Het nadeel dat de schenkbelasting niet aftrekbaar is in box 3 kan de begiftigde vermijden door kort na de schenking daarvan aangifte te doen en vervolgens vóór 1 januari de aanslag te betalen. Hierbij moet worden bedacht dat de Belastingdienst minimaal 8 weken nodig heeft om een (voorlopige) aanslag schenkbelasting op te leggen. Het kan echter gebeuren dat een aangifte schenkbelasting ondanks dat die uiterlijk 8 weken vóór het einde van het kalenderjaar (lees: 5 november) is ingediend, op een zodanig laat tijdstip wordt gevolgd door een (voorlopige) aanslag schenkbelasting dat de begiftigde daardoor redelijkerwijs niet meer in staat is om nog vóór 1 januari de verschuldigde schenkbelasting te betalen.

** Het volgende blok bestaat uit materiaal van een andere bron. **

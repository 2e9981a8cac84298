//! Resolves the generation provider named by a `provider/model` spec.

use std::sync::Arc;

use crate::config::ModelsConfig;
use crate::credentials::{Credentials, GEMINI_API_KEY};

use super::gemini::GeminiProvider;
use super::ollama::OllamaProvider;
use super::LlmProvider;

/// Provider routing errors.
#[derive(Debug, thiserror::Error)]
pub enum RouterError {
    /// Model spec is not in `<provider>/<model>` format.
    #[error("invalid model spec '{spec}', expected '<provider>/<model>'")]
    InvalidModelSpec {
        /// Invalid raw spec.
        spec: String,
    },
    /// Unsupported provider type in spec prefix.
    #[error("unsupported provider '{provider}'")]
    UnsupportedProvider {
        /// Unsupported provider prefix.
        provider: String,
    },
    /// Required API credential missing for selected provider.
    #[error("missing credential for provider '{provider}': {key}")]
    MissingCredential {
        /// Provider name.
        provider: String,
        /// Missing credential key.
        key: String,
    },
}

/// A model spec split into provider and model name.
#[derive(Debug, Clone, PartialEq, Eq)]
pub struct ParsedModelSpec {
    /// Provider prefix, e.g. `gemini`.
    pub provider: String,
    /// Provider-specific model name, e.g. `gemini-2.5-flash`.
    pub model: String,
}

/// Split `provider/model` into its parts.
///
/// # Errors
///
/// Returns [`RouterError::InvalidModelSpec`] if either part is empty.
pub fn parse_model_spec(spec: &str) -> Result<ParsedModelSpec, RouterError> {
    let mut split = spec.splitn(2, '/');
    let provider = split.next().unwrap_or_default();
    let model = split.next().unwrap_or_default();
    if provider.is_empty() || model.is_empty() {
        return Err(RouterError::InvalidModelSpec {
            spec: spec.to_owned(),
        });
    }
    Ok(ParsedModelSpec {
        provider: provider.to_owned(),
        model: model.to_owned(),
    })
}

/// Instantiate the generation provider configured in `models`.
///
/// # Errors
///
/// Returns an error for malformed specs, unknown providers, or missing
/// credentials. Callers treat any error as "generation not configured".
pub fn instantiate_provider(
    models: &ModelsConfig,
    credentials: &Credentials,
) -> Result<Arc<dyn LlmProvider>, RouterError> {
    let spec = &models.generation;
    let parsed = parse_model_spec(spec)?;
    match parsed.provider.as_str() {
        "gemini" => {
            let key = credentials
                .get(GEMINI_API_KEY)
                .filter(|k| !k.trim().is_empty())
                .ok_or_else(|| RouterError::MissingCredential {
                    provider: parsed.provider.clone(),
                    key: GEMINI_API_KEY.to_owned(),
                })?;
            Ok(Arc::new(
                GeminiProvider::new(spec.clone(), parsed.model, key.to_owned())
                    .with_base_url(&models.gemini_base_url),
            ))
        }
        "ollama" => Ok(Arc::new(
            OllamaProvider::new(spec.clone(), parsed.model).with_base_url(&models.ollama_base_url),
        )),
        _ => Err(RouterError::UnsupportedProvider {
            provider: parsed.provider,
        }),
    }
}
//! HTTP response sanitization and truncation tests.

use langbot::providers::{check_http_response, sanitize_http_error_body, ProviderError};

use crate::support::serve_once;

async fn fetch_error(body: &str) -> ProviderError {
    let (url, _request) = serve_once("500 Internal Server Error", body).await;

    let response = match reqwest::get(url).await {
        Ok(response) => response,
        Err(err) => panic!("request should complete: {err}"),
    };

    match check_http_response(response).await {
        Ok(_) => panic!("response should fail on non-success status"),
        Err(err) => err,
    }
}

#[tokio::test]
async fn check_http_response_redacts_gemini_key() {
    let raw_key = "AIzaSyA1234567890abcdefghijklmnopqrstu";
    let err = fetch_error(&format!("API key not valid: {raw_key}")).await;

    match err {
        ProviderError::HttpStatus { status, body } => {
            assert_eq!(status, 500);
            assert!(!body.contains(raw_key));
            assert!(body.contains("[REDACTED]"));
        }
        other => panic!("expected http status error, got: {other}"),
    }
}

#[tokio::test]
async fn check_http_response_truncates_long_error_body() {
    let err = fetch_error(&"x".repeat(400)).await;

    match err {
        ProviderError::HttpStatus { body, .. } => {
            assert!(body.ends_with("...[truncated]"));
        }
        other => panic!("expected http status error, got: {other}"),
    }
}

#[tokio::test]
async fn check_http_response_returns_body_on_success() {
    let (url, _request) = serve_once("200 OK", "{\"ok\":true}").await;
    let response = reqwest::get(url).await.expect("request should complete");
    let body = check_http_response(response).await.expect("2xx should pass");
    assert_eq!(body, "{\"ok\":true}");
}

#[test]
fn sanitize_collapses_whitespace() {
    assert_eq!(sanitize_http_error_body("a \n\t b"), "a b");
}

#[test]
fn sanitize_redacts_oauth_token() {
    let token = "ya29.abcdefghijklmnopqrstuvwxyz";
    let sanitized = sanitize_http_error_body(&format!("bearer {token}"));
    assert_eq!(sanitized, "bearer [REDACTED]");
}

Daarom heeft de staatssecretaris van Financiën voor deze situatie goedgekeurd dat de begiftigde in het verzoek om een voorlopige aanslag inkomstenbelasting dan wel in de aangifte inkomstenbelasting de waarde van de banktegoeden in box 3 mag verminderen met de materieel verschuldigde schenkbelasting (zie beleidsbesluit van 7 mei 2024, nr 2024-5944).

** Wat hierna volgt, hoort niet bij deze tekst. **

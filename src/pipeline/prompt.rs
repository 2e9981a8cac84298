//! Prompt assembly for the generation call.
//!
//! Pure string composition: no network calls, no placeholders left behind.

use crate::template::{TemplateError, TemplateFields, TemplateSpec};
use crate::types::{Language, Tone};

/// Maximum number of history entries included in a prompt.
pub const HISTORY_WINDOW: usize = 10;

const ROLE_FRAMING: &str = "You are a senior corporate communications assistant.";
const QUALITY_DIRECTIVE: &str =
    "Produce a polished, professional message suitable for corporate use.";
const HISTORY_HEADER: &str = "\n---\nPrevious conversation:\n";
const HISTORY_FOOTER: &str = "\n---\n";
const MESSAGE_MARKER: &str = "Message:";
const END_MARKER: &str = "-- End of instructions --";

/// The trailing [`HISTORY_WINDOW`] entries, oldest first.
pub fn history_window(history: &[String]) -> &[String] {
    let start = history.len().saturating_sub(HISTORY_WINDOW);
    &history[start..]
}

/// Render the history block, or an empty string when there is no history.
pub fn history_block(history: &[String]) -> String {
    if history.is_empty() {
        return String::new();
    }
    format!(
        "{HISTORY_HEADER}{}{HISTORY_FOOTER}",
        history_window(history).join("\n")
    )
}

/// Build the full generation prompt.
///
/// Parts, in order: role framing, language pair, tone, quality directive,
/// history block, message marker, (templated) body, end marker. Empty parts
/// are dropped and the rest joined with newlines.
///
/// # Errors
///
/// Returns [`TemplateError::FieldMissing`] if `template` references a field
/// absent from `fields`.
pub fn build_prompt(
    body: &str,
    input: Language,
    output: Language,
    tone: Tone,
    template: Option<&TemplateSpec>,
    fields: &TemplateFields,
    history: &[String],
) -> Result<String, TemplateError> {
    let message = match template {
        Some(template) => template.render(fields, body)?,
        None => body.to_owned(),
    };

    let parts = [
        ROLE_FRAMING.to_owned(),
        format!(
            "Input language: {}. Output language: {}.",
            input.display_name(),
            output.display_name()
        ),
        format!("Tone: {}.", tone.label()),
        QUALITY_DIRECTIVE.to_owned(),
        history_block(history),
        MESSAGE_MARKER.to_owned(),
        message,
        END_MARKER.to_owned(),
    ];

    Ok(parts
        .into_iter()
        .filter(|part| !part.is_empty())
        .collect::<Vec<_>>()
        .join("\n"))
}
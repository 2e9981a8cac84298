//! The generation pipeline.
//!
//! A single `generate` action runs:
//!
//! 1. template validation (fails before any network call)
//! 2. inbound normalization to the pivot language
//! 3. prompt assembly, reading the session's history window
//! 4. generation
//! 5. outbound normalization to the target language
//! 6. commit: two history entries plus `last_generated`, applied together
//!
//! If generation fails the pipeline stops at step 4 and the session is left
//! untouched.

use std::fmt;

use tracing::{debug, info, warn};

use crate::template::{TemplateCatalog, TemplateError, TemplateFields, TemplateSpec};
use crate::translate::LanguageNormalizer;
use crate::types::{Language, Tone};

pub mod invoker;
pub mod prompt;
pub mod session;

pub use invoker::{GenerationError, GenerationInvoker};
pub use prompt::{build_prompt, HISTORY_WINDOW};
pub use session::{HistoryLine, HistoryStore, Session};

/// Pipeline stage names, used in logs and error reporting.
#[derive(Debug, Clone, Copy, PartialEq, Eq, Hash)]
pub enum Stage {
    /// Template selection and field validation.
    Template,
    /// Source language to pivot.
    NormalizeInbound,
    /// Prompt assembly.
    BuildPrompt,
    /// Generation call.
    Generate,
    /// Pivot to target language.
    NormalizeOutbound,
    /// Session update.
    Commit,
}

impl fmt::Display for Stage {
    fn fmt(&self, f: &mut fmt::Formatter<'_>) -> fmt::Result {
        f.write_str(match self {
            Self::Template => "template",
            Self::NormalizeInbound => "inbound translation",
            Self::BuildPrompt => "prompt",
            Self::Generate => "generation",
            Self::NormalizeOutbound => "outbound translation",
            Self::Commit => "commit",
        })
    }
}

/// Caller-visible failures that abort a `generate` action.
#[derive(Debug, thiserror::Error)]
pub enum PipelineError {
    /// A template field is missing.
    #[error("template stage failed: {0}")]
    Template(#[from] TemplateError),
    /// Generation failed or returned nothing usable.
    #[error("generation stage failed: {0}")]
    Generation(#[from] GenerationError),
}

impl PipelineError {
    /// The stage at which the action stopped.
    pub fn stage(&self) -> Stage {
        match self {
            Self::Template(_) => Stage::Template,
            Self::Generation(_) => Stage::Generate,
        }
    }
}

/// One "generate" action's inputs. Immutable once built.
#[derive(Debug, Clone, PartialEq, Eq)]
pub struct GenerationRequest {
    /// Language of `body`.
    pub input_language: Language,
    /// Language of the final output.
    pub output_language: Language,
    /// Requested tone.
    pub tone: Tone,
    /// Selected template name; `None` or the sentinel means no template.
    pub template: Option<String>,
    /// Values for the template's non-body fields.
    pub fields: TemplateFields,
    /// Free-form user text.
    pub body: String,
}

impl GenerationRequest {
    /// A request with no template.
    pub fn new(
        body: impl Into<String>,
        input_language: Language,
        output_language: Language,
        tone: Tone,
    ) -> Self {
        Self {
            input_language,
            output_language,
            tone,
            template: None,
            fields: TemplateFields::new(),
            body: body.into(),
        }
    }

    /// Select a template and its field values.
    #[must_use]
    pub fn with_template(mut self, name: impl Into<String>, fields: TemplateFields) -> Self {
        self.template = Some(name.into());
        self.fields = fields;
        self
    }
}

/// Sequences normalization, prompt assembly, generation, and commit.
#[derive(Debug, Clone)]
pub struct Pipeline {
    normalizer: LanguageNormalizer,
    invoker: GenerationInvoker,
    templates: TemplateCatalog,
}

impl Pipeline {
    /// Create a pipeline over the built-in template catalog.
    pub fn new(normalizer: LanguageNormalizer, invoker: GenerationInvoker) -> Self {
        Self {
            normalizer,
            invoker,
            templates: TemplateCatalog::builtin().clone(),
        }
    }

    /// Replace the template catalog.
    #[must_use]
    pub fn with_templates(mut self, templates: TemplateCatalog) -> Self {
        self.templates = templates;
        self
    }

    /// The template catalog in use.
    pub fn templates(&self) -> &TemplateCatalog {
        &self.templates
    }

    /// Run one generation and commit it to `session`.
    ///
    /// On success the session gains exactly two history entries and its
    /// `last_generated` is replaced. On error the session is unchanged.
    ///
    /// # Errors
    ///
    /// Returns [`PipelineError::Template`] when a template field is missing
    /// (checked before any network call) and [`PipelineError::Generation`]
    /// when the generation call fails.
    pub async fn generate(
        &self,
        session: &mut Session,
        request: &GenerationRequest,
    ) -> Result<String, PipelineError> {
        let template = self.resolve_template(request)?;

        debug!(
            stage = %Stage::NormalizeInbound,
            source = request.input_language.code(),
            "pipeline stage"
        );
        let body = self
            .normalizer
            .to_pivot(&request.body, request.input_language)
            .await;

        debug!(
            stage = %Stage::BuildPrompt,
            history = session.prompt_window().len(),
            "pipeline stage"
        );
        let prompt = build_prompt(
            &body,
            request.input_language,
            request.output_language,
            request.tone,
            template,
            &request.fields,
            session.prompt_window(),
        )?;

        debug!(stage = %Stage::Generate, model = ?self.invoker.model_id(), "pipeline stage");
        let generated = self.invoker.invoke(&prompt).await.map_err(|err| {
            warn!(stage = %Stage::Generate, error = %err, "generation failed, session unchanged");
            PipelineError::Generation(err)
        })?;

        debug!(
            stage = %Stage::NormalizeOutbound,
            target = request.output_language.code(),
            "pipeline stage"
        );
        let output = self
            .normalizer
            .from_pivot(&generated, request.output_language)
            .await;

        session.commit(&request.body, &output);
        info!(
            stage = %Stage::Commit,
            history_len = session.history().len(),
            output_chars = output.chars().count(),
            "generation committed"
        );
        Ok(output)
    }

    fn resolve_template(
        &self,
        request: &GenerationRequest,
    ) -> Result<Option<&TemplateSpec>, TemplateError> {
        let Some(template) = request
            .template
            .as_deref()
            .and_then(|name| self.templates.get(name))
        else {
            return Ok(None);
        };
        template.validate(&request.fields)?;
        Ok(Some(template))
    }
}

Bij schenking vrij van recht geldt de aftrekbeperking niet voor de schenker maar voor de begiftigde
Bij een schenking vrij van recht heeft de schenker de verplichting op zich genomen om de verschuldigde schenkbelasting voor zijn rekening te nemen. Deze verplichting vloeit voort uit de schenkingsovereenkomst en niet rechtstreeks uit de Successiewet. De Kennisgroep inkomstenbelasting niet-winst van de Belastingdienst stelt zich daarom op het standpunt dat de aftrekbeperking van artikel 5.3 lid 3 letter c Wet IB 2001 niet voor de schenker geldt. Het is de begiftigde die de aanslag schenkbelasting krijgt opgelegd en deze is aansprakelijk voor het betalen ervan. De verplichting van de schenker is daarmee niet te beschouwen als een verplichting tot betaling van de belastingschuld. De schenker mag deze verplichting daarom rekenen tot zijn schulden waardoor zijn rendementsgrondslag in box 3 lager wordt. Hierbij dient de schenker mogelijk nog wel rekening te houden met de schuldendrempel.

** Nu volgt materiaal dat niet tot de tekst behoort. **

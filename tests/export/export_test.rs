//! Export and speech cue tests.

use std::io::{Cursor, Read};

use chrono::{TimeZone, Utc};
use langbot::export::{
    to_docx, to_text, EmailDraft, SpeechCue, DEFAULT_RECIPIENT, DEFAULT_SENDER,
};
use langbot::extract::extract_text;
use langbot::types::Language;

#[test]
fn eml_has_headers_blank_line_and_crlf_body() {
    let mut draft = EmailDraft::new("Updates", "Line one\nLine two");
    draft.date = Utc
        .with_ymd_and_hms(2026, 3, 2, 9, 30, 0)
        .single()
        .expect("valid date");

    let eml = String::from_utf8(draft.to_eml()).expect("eml should be utf8");
    let (headers, body) = eml.split_once("\r\n\r\n").expect("header/body separator");

    let header_lines: Vec<&str> = headers.split("\r\n").collect();
    assert_eq!(header_lines[0], format!("From: {DEFAULT_SENDER}"));
    assert_eq!(header_lines[1], format!("To: {DEFAULT_RECIPIENT}"));
    assert_eq!(header_lines[2], "Subject: Updates");
    assert_eq!(header_lines[3], format!("Date: {}", draft.date.to_rfc2822()));
    assert!(header_lines.contains(&"Content-Type: text/plain; charset=utf-8"));
    assert_eq!(body, "Line one\r\nLine two");
}

#[test]
fn eml_does_not_double_crlf() {
    let draft = EmailDraft::new("s", "a\r\nb");
    let eml = String::from_utf8(draft.to_eml()).expect("eml should be utf8");
    assert!(eml.ends_with("a\r\nb"));
}

#[test]
fn text_export_is_utf8_bytes() {
    assert_eq!(to_text("Grüße"), "Grüße".as_bytes());
}

#[test]
fn docx_round_trips_through_extraction() {
    let text = "Dear Team,\n\nQ3 budget: R&D < 5% of <total>\nBest regards,\nAlex";
    let bytes = match to_docx(text) {
        Ok(bytes) => bytes,
        Err(err) => panic!("docx export should succeed: {err}"),
    };
    assert_eq!(extract_text("x.docx", &bytes), text);
}

#[test]
fn docx_package_has_required_parts() {
    let bytes = to_docx("Hola").expect("docx export should succeed");
    let mut archive = zip::ZipArchive::new(Cursor::new(bytes)).expect("valid archive");
    for part in ["[Content_Types].xml", "_rels/.rels", "word/document.xml"] {
        assert!(archive.by_name(part).is_ok(), "missing {part}");
    }

    let mut document = String::new();
    archive
        .by_name("word/document.xml")
        .expect("document part")
        .read_to_string(&mut document)
        .expect("document should be utf8");
    assert_eq!(document.matches("<w:p>").count(), 1);
    assert!(document.contains(r#"<w:sz w:val="22"/>"#), "paragraphs are 11pt");
}

#[test]
fn speech_cue_carries_output_language_code() {
    let cue = SpeechCue::new("Hola equipo", Language::Spanish);
    let json = serde_json::to_value(&cue).expect("cue should serialize");
    assert_eq!(json, serde_json::json!({"text": "Hola equipo", "lang": "es"}));
}

#[test]
fn speech_cue_uses_full_chinese_code() {
    assert_eq!(SpeechCue::new("你好", Language::ChineseSimplified).lang, "zh-cn");
}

De verplichting van de schenker om de schenkbelasting voor zijn rekening te nemen vormt daarentegen voor de begiftigde een vordering (overige bezitting) in box 3. Verder loopt de begiftigde aan tegen de aftrekbeperking van artikel 5.3 lid 3 letter c Wet IB 2001 omdat hij formeel de schenkbelasting is verschuldigd. Als echter tijdig aangifte is gedaan van de schenking kan de begiftigde door de goedkeuring de schenkbelasting in mindering brengen op zijn banktegoeden.
Tot slot wordt nog opgemerkt dat op grond van artikel 5.4a Wet IB 2001 met terugwerkende kracht tot en met 1 januari 2023 vorderingen en schulden worden gedefiscaliseerd tussen fiscaal partners en tussen een ouder en zijn minderjarige kind. In die verhoudingen worden bij een schenking vrij van recht de onderlinge vorderingen en schulden in box 3 genegeerd.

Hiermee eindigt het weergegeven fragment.